Task instructions: Filter the entries down to the lines containing "crate", and copy those lines.

Information:

>>>>>

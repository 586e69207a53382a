//! Hand-driven [`Call`] for unit tests.

use std::sync::atomic::{AtomicBool, AtomicUsize, Ordering};
use std::sync::Mutex;

use callrx_core::{Call, CallError, Callback, Outcome};

/// A call whose outcome is reported by the test via [`complete`](Self::complete).
pub(crate) struct ManualCall<T> {
    callback: Mutex<Option<Callback<T>>>,
    executed: AtomicBool,
    canceled: AtomicBool,
    enqueued: AtomicUsize,
}

impl<T: Send + 'static> ManualCall<T> {
    pub(crate) fn new() -> Self {
        Self {
            callback: Mutex::new(None),
            executed: AtomicBool::new(false),
            canceled: AtomicBool::new(false),
            enqueued: AtomicUsize::new(0),
        }
    }

    /// Report the outcome, as the call's executor would.
    pub(crate) fn complete(&self, outcome: Outcome<T>) {
        let callback = self.callback.lock().unwrap().take();
        if let Some(callback) = callback {
            callback(outcome);
        }
    }

    /// Drop the pending callback without invoking it.
    pub(crate) fn drop_callback(&self) {
        self.callback.lock().unwrap().take();
    }

    pub(crate) fn enqueue_count(&self) -> usize {
        self.enqueued.load(Ordering::SeqCst)
    }
}

impl<T: Send + 'static> Call for ManualCall<T> {
    type Body = T;

    fn enqueue(&self, callback: Callback<T>) -> Result<(), CallError> {
        if self.executed.swap(true, Ordering::SeqCst) {
            return Err(CallError::already_executed());
        }
        self.enqueued.fetch_add(1, Ordering::SeqCst);
        *self.callback.lock().unwrap() = Some(callback);
        Ok(())
    }

    fn cancel(&self) {
        self.canceled.store(true, Ordering::SeqCst);
    }

    fn is_executed(&self) -> bool {
        self.executed.load(Ordering::SeqCst)
    }

    fn is_canceled(&self) -> bool {
        self.canceled.load(Ordering::SeqCst)
    }
}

<<<<<

Reply to the task:
pub(crate) struct ManualCall<T> {
    pub(crate) fn new() -> Self {
    pub(crate) fn complete(&self, outcome: Outcome<T>) {
    pub(crate) fn drop_callback(&self) {
    pub(crate) fn enqueue_count(&self) -> usize {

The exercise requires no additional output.